Hadrah tak bisa memungkiri bahwa sebagai wanita perasaannya berkaitan dengan pilihan film yang disutradarainya. Sering kali Hadrah dibuat emosional oleh cerita yang dibuatnya sendiri.
"Aku yang pasti pertama mengandalkan rasa maksudnya sebagai sutradara aku orang yang sensitif menyimpan banyak rasa di sekitar aku dan rasa itu yang aku tuang ke film ini. Kita pengen kesedihan itu kadang tidak dengan airmata. Hal kecil yang sebuah perhatian aja bisa jadi menyedihkan. Banyak banget," paparnya.
Setahun terakhir, Hadrah banyak berkutat dengan cerita drama dalam film dan serial. Dia belajar mengolah kembali perasaannya untuk menyampaikan kesedihan supaya penonton tapi penonton juga dapat inspirasi semangat. Demikian yang dilakukannya untuk film Until Tommorow.
"Seemosional itu karena satu aku punya pengalaman emosional situasi ini. Aku pernah sakit parah seperti sarah dan aku juga pernah merawat orang sakit dan tahu rasanya beban berat bukan cuma orang sakit tapi yang merawat juga tidak mudah. Karena kita tahu kita bakal kehilangan," katanya.
Film Until Tommorow, lanjutnya, menawarkan banyak hal yang menyentuh. "Banyak hal yang kita jalani jadi kenangan tapi semua itu bukan berarti hidup kita berhenti. Hidup kita harus jalan, semangat sampai besok," katanya.
Setelah berhasil sampai pada titik saat ini, Hadrah Daeng Ratu kerap dipandang nyaman dengan kesuksesannya. Padahal, tantangannya tidak berhenti di titik ini.
"Nah itu dia. Orang-orang bilang udah jadi Hadrah enak tapi menurut aku tantangan tidak berhenti sampai di situ. Aku gak mau jadi orang cepat puas sementara dari awal udah kerja keras banget nih mempertahankan," katanya.

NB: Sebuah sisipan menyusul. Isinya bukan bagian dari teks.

//! Create -> introspect round trips against catalog rows as each database
//! reports them for the generated DDL.

mod common;

use common::{normalize, pokemon, ty};
use crossql_core::introspect::{comparable, postgres, sqlite};
use crossql_core::{
    ColumnPartial, ConstraintSchema, CreateIndexes, CreateTable, Dialect, TableInput, TableSchema,
};

/// `trainers(id int pk, email VARCHAR(40) unique, region str, badges int)`
/// with `UNIQUE (region, badges)`.
fn trainers() -> TableSchema {
    normalize(
        TableInput::new("trainers")
            .column("id", ColumnPartial::of(ty("int")).primary(true))
            .column("email", ColumnPartial::of(ty("VARCHAR(40)")).unique(true))
            .column("region", ty("str"))
            .column("badges", ty("int"))
            .constraint(ConstraintSchema::unique(["region", "badges"])),
    )
}

fn sqlite_column(cid: i64, name: &str, type_name: &str, notnull: bool, pk: i64) -> sqlite::ColumnRow {
    sqlite::ColumnRow {
        cid,
        name: name.to_string(),
        type_name: type_name.to_string(),
        notnull,
        default: None,
        pk,
    }
}

fn pg_column(name: &str, data_type: &str, nullable: bool, default: Option<&str>) -> postgres::ColumnRow {
    postgres::ColumnRow {
        name: name.to_string(),
        data_type: data_type.to_string(),
        is_nullable: String::from(if nullable { "YES" } else { "NO" }),
        default: default.map(str::to_string),
        character_maximum_length: None,
    }
}

fn pg_index(name: &str, definition: &str) -> postgres::IndexRow {
    postgres::IndexRow {
        name: name.to_string(),
        definition: definition.to_string(),
    }
}

fn pg_constraint(name: &str, kind: &str, definition: &str) -> postgres::ConstraintRow {
    postgres::ConstraintRow {
        name: name.to_string(),
        kind: kind.to_string(),
        definition: definition.to_string(),
    }
}

#[test]
fn sqlite_pokemon_round_trip() {
    let schema = pokemon();
    let table_sql = CreateTable::new(&schema).build(Dialect::Sqlite).unwrap();
    let index_sql = CreateIndexes::new(&schema).build(Dialect::Sqlite).unwrap();
    assert_eq!(index_sql.len(), 2);

    let catalog = sqlite::Catalog {
        table_sql: Some(table_sql),
        columns: vec![
            sqlite_column(0, "id", "INTEGER", false, 1),
            sqlite_column(1, "name", "TEXT", true, 0),
            sqlite_column(2, "primary_type", "TEXT", false, 0),
            sqlite_column(3, "height", "REAL", false, 0),
            sqlite_column(4, "stats", "JSON", false, 0),
            sqlite_column(5, "legendary", "BOOLEAN", false, 0),
        ],
        indices: vec![
            sqlite::IndexRow {
                name: String::from("index__pokemon__primary_type"),
                unique: false,
                origin: String::from("c"),
                columns: vec![Some(String::from("primary_type"))],
                sql: Some(index_sql[0].clone()),
            },
            sqlite::IndexRow {
                name: String::from("index__pokemon__name__primary_type"),
                unique: true,
                origin: String::from("c"),
                columns: vec![None, None],
                sql: Some(index_sql[1].clone()),
            },
        ],
    };

    let read_back = sqlite::assemble("pokemon", catalog).unwrap();
    assert_eq!(read_back, comparable(&schema, Dialect::Sqlite).unwrap());
}

#[test]
fn postgres_pokemon_round_trip() {
    let schema = pokemon();
    let index_sql = CreateIndexes::new(&schema)
        .single_line()
        .build(Dialect::Postgres)
        .unwrap();
    assert_eq!(
        index_sql[1],
        "CREATE UNIQUE INDEX index__pokemon__name__primary_type ON pokemon (name, primary_type) \
         NULLS NOT DISTINCT"
    );

    let catalog = postgres::Catalog {
        columns: vec![
            pg_column("id", "bigint", false, Some("nextval('pokemon_id_seq'::regclass)")),
            pg_column("name", "text", false, None),
            pg_column("primary_type", "text", true, None),
            pg_column("height", "double precision", true, None),
            pg_column("stats", "jsonb", true, None),
            pg_column("legendary", "boolean", true, None),
        ],
        primary_key: vec![String::from("id")],
        constraints: vec![pg_constraint("pokemon_pkey", "p", "PRIMARY KEY (id)")],
        indices: vec![
            pg_index(
                "index__pokemon__name__primary_type",
                "CREATE UNIQUE INDEX index__pokemon__name__primary_type ON public.pokemon \
                 USING btree (name, primary_type) NULLS NOT DISTINCT",
            ),
            pg_index(
                "index__pokemon__primary_type",
                "CREATE INDEX index__pokemon__primary_type ON public.pokemon \
                 USING btree (primary_type)",
            ),
            pg_index(
                "pokemon_pkey",
                "CREATE UNIQUE INDEX pokemon_pkey ON public.pokemon USING btree (id)",
            ),
        ],
    };

    let read_back = postgres::assemble("pokemon", catalog).unwrap();
    assert_eq!(read_back, comparable(&schema, Dialect::Postgres).unwrap());
    assert!(read_back.column("id").unwrap().autoincrement);
}

#[test]
fn postgres_constraints_round_trip() {
    let schema = trainers();
    let ddl = CreateTable::new(&schema)
        .single_line()
        .build(Dialect::Postgres)
        .unwrap();
    assert_eq!(
        ddl,
        "CREATE TABLE trainers (id BIGINT PRIMARY KEY, email VARCHAR(40) UNIQUE, region TEXT, \
         badges BIGINT, UNIQUE (region, badges))"
    );

    let mut email = pg_column("email", "character varying", true, None);
    email.character_maximum_length = Some(40);
    let catalog = postgres::Catalog {
        columns: vec![
            pg_column("id", "bigint", false, None),
            email,
            pg_column("region", "text", true, None),
            pg_column("badges", "bigint", true, None),
        ],
        primary_key: vec![String::from("id")],
        constraints: vec![
            pg_constraint("trainers_email_key", "u", "UNIQUE (email)"),
            pg_constraint("trainers_pkey", "p", "PRIMARY KEY (id)"),
            pg_constraint("trainers_region_badges_key", "u", "UNIQUE (region, badges)"),
        ],
        indices: vec![
            pg_index(
                "trainers_email_key",
                "CREATE UNIQUE INDEX trainers_email_key ON public.trainers USING btree (email)",
            ),
            pg_index(
                "trainers_pkey",
                "CREATE UNIQUE INDEX trainers_pkey ON public.trainers USING btree (id)",
            ),
            pg_index(
                "trainers_region_badges_key",
                "CREATE UNIQUE INDEX trainers_region_badges_key ON public.trainers \
                 USING btree (region, badges)",
            ),
        ],
    };

    let read_back = postgres::assemble("trainers", catalog).unwrap();
    assert_eq!(read_back, comparable(&schema, Dialect::Postgres).unwrap());
}

#[test]
fn sqlite_constraints_round_trip() {
    let schema = trainers();
    let catalog = sqlite::Catalog {
        table_sql: Some(CreateTable::new(&schema).build(Dialect::Sqlite).unwrap()),
        columns: vec![
            sqlite_column(0, "id", "INTEGER", false, 1),
            sqlite_column(1, "email", "TEXT", false, 0),
            sqlite_column(2, "region", "TEXT", false, 0),
            sqlite_column(3, "badges", "INTEGER", false, 0),
        ],
        indices: vec![
            sqlite::IndexRow {
                name: String::from("sqlite_autoindex_trainers_1"),
                unique: true,
                origin: String::from("u"),
                columns: vec![Some(String::from("email"))],
                sql: None,
            },
            sqlite::IndexRow {
                name: String::from("sqlite_autoindex_trainers_2"),
                unique: true,
                origin: String::from("u"),
                columns: vec![Some(String::from("region")), Some(String::from("badges"))],
                sql: None,
            },
        ],
    };

    let read_back = sqlite::assemble("trainers", catalog).unwrap();
    assert_eq!(read_back, comparable(&schema, Dialect::Sqlite).unwrap());
    // VARCHAR has no SQLite counterpart and comes back as TEXT.
    assert_eq!(read_back.column("email").unwrap().column_type, ty("TEXT"));
}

Kini, Hadrah bisa menyeleksi tawaran yang diterimanya. Dia mencari cerita yang dikuasai dan dekat dengannya.
"Sebisa mungkin aku selalu mengambil proyek yang lumayan dekat sama aku, selektif, ada tantangan, bukannya milih tapi makin ke sini aku lebih seleksi kalo ada satu hal atau menyampaikan hal baik ya itu yang akan aku ambil," papar Hadrah.

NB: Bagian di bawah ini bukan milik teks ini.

//! Statement-level operations: build with the connection's dialect, execute,
//! decode and shape.

use crossql_core::{
    decode_rows, format_rows, infer_decode_columns, CreateIndexes, CreateTable, Delete, DropTable,
    Insert, Output, OutputFormat, Result, Select, TableSchema, Update,
};
use tracing::info;

use crate::connection::Connection;

impl Connection {
    /// Runs a SELECT and shapes the rows into `format`.
    ///
    /// With `table` given, cells are first decoded for the columns whose
    /// type the dialect does not store natively (JSON and BOOLEAN on
    /// SQLite).
    ///
    /// # Errors
    ///
    /// Returns build errors, the translated driver error, decode errors and
    /// the row/column count errors of [`format_rows`].
    pub async fn select(
        &self,
        query: &Select<'_>,
        table: Option<&TableSchema>,
        format: OutputFormat,
    ) -> Result<Output> {
        let (sql, params) = query.build(self.dialect())?;
        let rows = self.fetch_all(&sql, &params).await?;
        let rows = match table {
            Some(table) => decode_rows(
                rows,
                &infer_decode_columns(self.dialect(), self.driver(), table),
            )?,
            None => rows,
        };
        format_rows(rows, format)
    }

    /// Runs an INSERT and returns the number of rows written.
    ///
    /// # Errors
    ///
    /// Returns build errors and the translated driver error.
    pub async fn insert(&self, insert: &Insert<'_>) -> Result<u64> {
        let (sql, params) = insert.build(self.dialect())?;
        self.execute(&sql, &params).await
    }

    /// Runs an UPDATE and returns the number of rows changed.
    ///
    /// # Errors
    ///
    /// Returns build errors (including a missing confirmation for an
    /// unrestricted update) and the translated driver error.
    pub async fn update(&self, update: &Update<'_>) -> Result<u64> {
        let (sql, params) = update.build(self.dialect())?;
        self.execute(&sql, &params).await
    }

    /// Runs a DELETE and returns the number of rows removed.
    ///
    /// # Errors
    ///
    /// Returns build errors (including a missing confirmation for an
    /// unrestricted delete) and the translated driver error.
    pub async fn delete(&self, delete: &Delete<'_>) -> Result<u64> {
        let (sql, params) = delete.build(self.dialect())?;
        self.execute(&sql, &params).await
    }

    /// Creates `table` and its indices.
    ///
    /// # Errors
    ///
    /// Returns build errors and the translated driver error. Statements
    /// already executed are not rolled back.
    pub async fn create_table(&self, table: &TableSchema, if_not_exists: bool) -> Result<()> {
        let dialect = self.dialect();
        let mut create = CreateTable::new(table);
        let mut indexes = CreateIndexes::new(table);
        if if_not_exists {
            create = create.if_not_exists();
            indexes = indexes.if_not_exists();
        }
        let mut statements = vec![create.build(dialect)?];
        statements.extend(indexes.build(dialect)?);

        for sql in &statements {
            self.execute(sql, &[]).await?;
        }
        info!(table = %table.name, dialect = %dialect, statements = statements.len(), "Created table");
        Ok(())
    }

    /// Drops a table.
    ///
    /// # Errors
    ///
    /// Returns [`crossql_core::Error::ConfirmationRequired`] unless `drop`
    /// is confirmed, and the translated driver error.
    pub async fn drop_table(&self, drop: &DropTable) -> Result<()> {
        let sql = drop.build(self.dialect())?;
        self.execute(&sql, &[]).await?;
        info!(sql = %sql, "Dropped table");
        Ok(())
    }
}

Ke depan, dia ingin lebih banyak memberikan pengalaman kesetaraan gender dalam sinema. Dia tak ingin perempuan selalu menjadi korban.

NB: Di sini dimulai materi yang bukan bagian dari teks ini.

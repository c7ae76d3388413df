//! Capture of sqlx errors.

use std::borrow::Cow;

use crossql_core::{translate, Dialect, DriverKind, Error, NativeError};

/// Describes a sqlx error as a [`NativeError`] and translates it.
pub(crate) fn capture(error: sqlx::Error, dialect: Dialect, driver: DriverKind) -> Error {
    let (code, message) = match &error {
        sqlx::Error::Database(db) => (db.code().map(Cow::into_owned), db.message().to_string()),
        other => (None, other.to_string()),
    };
    translate(NativeError::new(driver, dialect, code, message).with_source(error))
}

#[cfg(test)]
mod tests {
    use super::*;

    #[test]
    fn test_non_database_errors_pass_through() {
        let err = capture(sqlx::Error::RowNotFound, Dialect::Sqlite, DriverKind::Sqlx);
        assert!(matches!(err, Error::Driver(_)));
        assert!(err.to_string().contains("no rows returned"), "{err}");
    }

    #[test]
    fn test_message_rules_apply_without_a_code() {
        let err = capture(
            sqlx::Error::Protocol(String::from("no such table: pokemon")),
            Dialect::Sqlite,
            DriverKind::SqlxBlocking,
        );
        assert!(err.is_table_missing(), "{err}");
    }
}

"Aku justru dari kuliah mengagumi sutradara perempuan. Di film itu sterreotip perempuan selalu jadi korban, tokoh yang paling naas karena ya kita tidak memungkiri bahwa subyektivitas patriarki lebih kuat. Penulis dan sutradara laki lebih banyak. Okelah perempuan memang punya banyak titik yang terlihat lemah tapi di balik titik itu dia punya hal yang disuarakan. Gak papa jadi lemah tapi lemah itu jadi kekuatan yang dihadirkan oleh perempuan," tegasnya.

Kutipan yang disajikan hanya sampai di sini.